const NEGATIVE_PHRASES: &[&str] = &[
    "Terrible taste",
    "Complete waste of money",
    "It arrived stale and broken",
    "Would not recommend",
    "Awful quality, very disappointed",
    "Worst thing I have bought",
    "The package was damaged",
    "Tasted like cardboard",
    "Returned it immediately",
    "Horrible smell, threw it away",
];

const FILLER_PHRASES: &[&str] = &[
    "I bought this product last month.",
    "Ordered this product from the seller online.",
    "The box says it is organic.",
    "Used it with coffee and tea.",
    "Got it on sale this week.",
];

/// Deterministic review table for demos and tests.
///
/// Roughly 70% of rows are 4-5 stars, 20% are 1-2 stars and 10% are 3 stars,
/// with some URL, hashtag and punctuation noise mixed in.
pub fn synthetic_reviews(size: usize, seed: u64) -> ReviewTable {
    let mut rng = ChaCha8Rng::seed_from_u64(seed);

    let records = (0..size)
        .map(|i| {
            let roll: f64 = rng.gen();
            let (score, first, second) = if roll < 0.7 {
                (rng.gen_range(4..=5), POSITIVE_PHRASES, POSITIVE_PHRASES)
            } else if roll < 0.9 {
                (rng.gen_range(1..=2), NEGATIVE_PHRASES, NEGATIVE_PHRASES)
            } else {
                (3, POSITIVE_PHRASES, NEGATIVE_PHRASES)
            };

            let mut text = format!(
                "{}! {} {}.",
                first[rng.gen_range(0..first.len())],
                FILLER_PHRASES[rng.gen_range(0..FILLER_PHRASES.len())],
                second[rng.gen_range(0..second.len())],
            );
            match rng.gen_range(0..6) {
                0 => text.push_str(&format!(" https://example.com/p/{}", i)),
                1 => text.push_str(" #snacktime"),
                2 => text.push_str(" :)"),
                _ => {}
            }

            ReviewRecord::new(&text, score)
        })
        .collect();

    ReviewTable {
        columns: vec!["Id".to_string(), SCORE_COLUMN.to_string(), TEXT_COLUMN.to_string()],
        records,
    }
}

#[cfg(test)]
mod tests {
    use super::*;

    fn table(rows: &[(&str, &str)]) -> ReviewTable {
        let records = rows
            .iter()
            .map(|(text, score)| ReviewRecord {
                text: if text.is_empty() { None } else { Some(text.to_string()) },
                score: if score.is_empty() { None } else { Some(score.to_string()) },
            })
            .collect();
        ReviewTable::new(vec![TEXT_COLUMN.to_string(), SCORE_COLUMN.to_string()], records).unwrap()
    }

    #[test]
    fn test_label_for_score() {
        for score in 1..=5 {
            let kept = label_for_score(score, NeutralPolicy::Negative).unwrap();
            assert_eq!(kept == Sentiment::Positive, score >= 4);
        }
        assert_eq!(label_for_score(3, NeutralPolicy::Drop), None);
        assert_eq!(label_for_score(3, NeutralPolicy::Negative), Some(Sentiment::Negative));
        assert_eq!(label_for_score(4, NeutralPolicy::Drop), Some(Sentiment::Positive));
        assert_eq!(label_for_score(2, NeutralPolicy::Drop), Some(Sentiment::Negative));
    }

    #[test]
    fn test_neutral_policy_parsing() {
        assert_eq!("drop".parse::<NeutralPolicy>().unwrap(), NeutralPolicy::Drop);
        assert_eq!("NEGATIVE".parse::<NeutralPolicy>().unwrap(), NeutralPolicy::Negative);
        assert!("keep".parse::<NeutralPolicy>().is_err());
    }

    #[test]
    fn test_missing_columns_is_schema_error() {
        let err = ReviewTable::new(vec!["Text".to_string()], vec![]).unwrap_err();
        assert!(matches!(err, SentimentError::Schema(_)));
        assert!(err.to_string().contains("Score"));

        let csv = "Id,Summary\n1,great\n";
        let err = ReviewTable::from_reader(csv.as_bytes()).unwrap_err();
        assert!(err.to_string().contains("Missing columns: Score, Text"));
    }

    #[test]
    fn test_from_reader_keeps_required_columns() {
        let csv = "Id,Score,Summary,Text\n\
                   1,5,yum,\"Great, tasty!\"\n\
                   2,,meh,No score here\n\
                   3,2,bad,\n";
        let table = ReviewTable::from_reader(csv.as_bytes()).unwrap();

        assert_eq!(table.len(), 3);
        assert_eq!(table.columns().len(), 4);
        assert_eq!(table.records()[0], ReviewRecord::new("Great, tasty!", 5));
        assert_eq!(table.records()[1].score, None);
        assert_eq!(table.records()[2].text, None);
    }

    #[test]
    fn test_from_reader_tolerates_invalid_utf8() {
        let mut csv = b"Text,Score\n".to_vec();
        csv.extend_from_slice(b"good \xff value,5\n");
        let table = ReviewTable::from_reader(csv.as_slice()).unwrap();
        let prepared = prepare(&table, NeutralPolicy::Drop, None, 0).unwrap();
        assert_eq!(prepared.texts, vec!["good value".to_string()]);
    }

    #[test]
    fn test_from_path_accepts_directory() {
        let dir = tempfile::tempdir().unwrap();
        std::fs::write(dir.path().join(REVIEWS_FILE), "Text,Score\nLovely,5\n").unwrap();
        let table = ReviewTable::from_path(dir.path()).unwrap();
        assert_eq!(table.len(), 1);

        let missing = tempfile::tempdir().unwrap();
        let err = ReviewTable::from_path(missing.path()).unwrap_err();
        assert!(matches!(err, SentimentError::Io(_)));
    }

    #[test]
    fn test_parse_score() {
        assert_eq!(parse_score("4"), Some(4));
        assert_eq!(parse_score(" 5 "), Some(5));
        assert_eq!(parse_score("4.0"), Some(4));
        assert_eq!(parse_score("3.7"), Some(3));
        assert_eq!(parse_score("five"), None);
        assert_eq!(parse_score("NaN"), None);
    }

    #[test]
    fn test_prepare_labels_and_cleans() {
        let t = table(&[
            ("Loved it!!!", "5"),
            ("It's ok", "3"),
            ("Hated it", "1"),
            ("", "4"),
            ("Bad score", "abc"),
            ("Too many stars", "9"),
        ]);

        let prepared = prepare(&t, NeutralPolicy::Negative, None, 0).unwrap();
        assert_eq!(prepared.texts, vec!["loved it", "it's ok", "hated it", ""]);
        assert_eq!(
            prepared.labels,
            vec![Sentiment::Positive, Sentiment::Negative, Sentiment::Negative, Sentiment::Positive]
        );
        assert_eq!(prepared.stats.invalid_score, 1);
        assert_eq!(prepared.stats.out_of_range_score, 1);
        assert_eq!(prepared.stats.missing_text, 1);
        assert_eq!(prepared.stats.output_rows, 4);

        let dropped = prepare(&t, NeutralPolicy::Drop, None, 0).unwrap();
        assert_eq!(dropped.len(), 3);
        assert_eq!(dropped.stats.dropped_neutral, 1);
        assert!(!dropped.texts.contains(&"it's ok".to_string()));
    }

    #[test]
    fn test_prepare_label_rule_on_synthetic_data() {
        let t = synthetic_reviews(300, 7);
        let scores: Vec<i64> = t
            .records()
            .iter()
            .map(|r| r.score.as_deref().and_then(parse_score).unwrap())
            .collect();

        let kept = prepare(&t, NeutralPolicy::Negative, None, 0).unwrap();
        assert_eq!(kept.len(), scores.len());
        for (label, score) in kept.labels.iter().zip(&scores) {
            assert_eq!(*label == Sentiment::Positive, *score >= 4);
        }

        let dropped = prepare(&t, NeutralPolicy::Drop, None, 0).unwrap();
        let non_neutral = scores.iter().filter(|s| **s != 3).count();
        assert_eq!(dropped.len(), non_neutral);
    }

    #[test]
    fn test_prepare_subsample() {
        let t = synthetic_reviews(200, 1);
        let a = prepare(&t, NeutralPolicy::Negative, Some(50), 99).unwrap();
        let b = prepare(&t, NeutralPolicy::Negative, Some(50), 99).unwrap();
        assert_eq!(a.len(), 50);
        assert_eq!(a.texts, b.texts);
        assert_eq!(a.stats.subsampled_out, 150);

        let all = prepare(&t, NeutralPolicy::Negative, Some(10_000), 99).unwrap();
        assert_eq!(all.len(), 200);
        assert_eq!(all.stats.subsampled_out, 0);
    }

    #[test]
    fn test_stratified_split_preserves_proportions() {
        let labels: Vec<Sentiment> = (0..100)
            .map(|i| if i < 80 { Sentiment::Positive } else { Sentiment::Negative })
            .collect();
        let (train, test) = stratified_split(&labels, 0.2, 42).unwrap();

        assert_eq!(train.len(), 80);
        assert_eq!(test.len(), 20);
        let test_pos = test.iter().filter(|&&i| labels[i] == Sentiment::Positive).count();
        assert_eq!(test_pos, 16);

        let mut all: Vec<usize> = train.iter().chain(&test).copied().collect();
        all.sort_unstable();
        assert_eq!(all, (0..100).collect::<Vec<_>>());

        assert_eq!(stratified_split(&labels, 0.2, 42).unwrap(), (train, test));
        assert!(stratified_split(&labels, 1.0, 42).is_err());
    }

    #[test]
    fn test_synthetic_reviews_are_deterministic() {
        let a = synthetic_reviews(50, 3);
        let b = synthetic_reviews(50, 3);
        assert_eq!(a.records(), b.records());
        assert_eq!(a.len(), 50);

        let prepared = prepare(&a, NeutralPolicy::Drop, None, 0).unwrap();
        let dist = label_distribution(&prepared.labels);
        assert!(dist.get(&Sentiment::Positive).copied().unwrap_or(0) > 0);
        assert!(dist.get(&Sentiment::Negative).copied().unwrap_or(0) > 0);
    }

    #[test]
    fn test_write_csv() {
        let dir = tempfile::tempdir().unwrap();
        let path = dir.path().join("processed.csv");
        let prepared = prepare(&table(&[("Nice", "5"), ("Meh", "2")]), NeutralPolicy::Drop, None, 0).unwrap();
        prepared.write_csv(&path).unwrap();

        let written = std::fs::read_to_string(&path).unwrap();
        assert_eq!(written, "cleaned_text,sentiment_label\nnice,1\nmeh,0\n");
    }
}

==========

-- WORK ORDER --
Using the material above, return every line that holds the string "records".

-- RESULT OF THIS EXERCISE --
    let records = (0..size)
        records,
        let records = rows
        ReviewTable::new(vec![TEXT_COLUMN.to_string(), SCORE_COLUMN.to_string()], records).unwrap()
        assert_eq!(table.records()[0], ReviewRecord::new("Great, tasty!", 5));
        assert_eq!(table.records()[1].score, None);
        assert_eq!(table.records()[2].text, None);
            .records()
        assert_eq!(a.records(), b.records());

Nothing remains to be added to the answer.